I finally get ahold of Katie and secure a ride, but in the meantime, I want to know what the hell is causing my tire to deflate. There's a half-inch wide piece of metal sticking about a quarter-inch out of the tire near the groove of the rain treads. I get some pliers to wrench this fucker out, but it doesn't wanna go so I just keep pulling and pulling. Finally, I get the whole thing - it's one prong of a safety scissors blade. That's 2.5 inches of safety blade that had been neatly clipped from the whole scissor right where the bold creating the fulcrum had used to be - which is to say that it is a manufactured spike. Which is to say that my tired had been spiked.

tl:dr, a pedophile spiked my car tire. I don't have solid proof, but I am sitting on a pile of circumstantial evidence, for all the good it does me.

But if you're sitting there, very reasonably, thinking "But just getting a little too friendly with a kid isn't that bad."
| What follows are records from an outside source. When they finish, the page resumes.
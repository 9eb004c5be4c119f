use thiserror::Error;

#[derive(Error, Debug)]
pub enum AdapterError {
    #[error("CSV import failed: {0}")]
    Csv(#[from] csv::Error),

    #[error("CSV import failed at line {line}: {message}")]
    CsvRow { line: usize, message: String },

    #[error(transparent)]
    InvalidBatch(#[from] core_types::CoreError),

    #[error("On-chain decode failed at line {line}: {message}")]
    Decode { line: usize, message: String },

    #[error("Unsupported program version {found} (supported: {supported})")]
    UnsupportedVersion { found: u32, supported: u32 },
}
http://elendraug.tumblr.com/post/48162702708/schlongstick-elendraug-horriblycrazy

Just, like, check it out. I'll wait.

The con staff are taking it pretty seriously, but the information didn't really come out until the whole thing was over. Since nothing got reported while the con was going, there's not all that much they can do. He's also a registered sex offender for violently accosting a 14 year old, but that's apparently old news. I gotta see if my insurance will take care of the tire tomorrow, and Katie's getting statements to file a report with the police. It's a lot worse than what I saw; it looks like we had a real, genuine creeper on our hands. I'm going to go have a drink, now.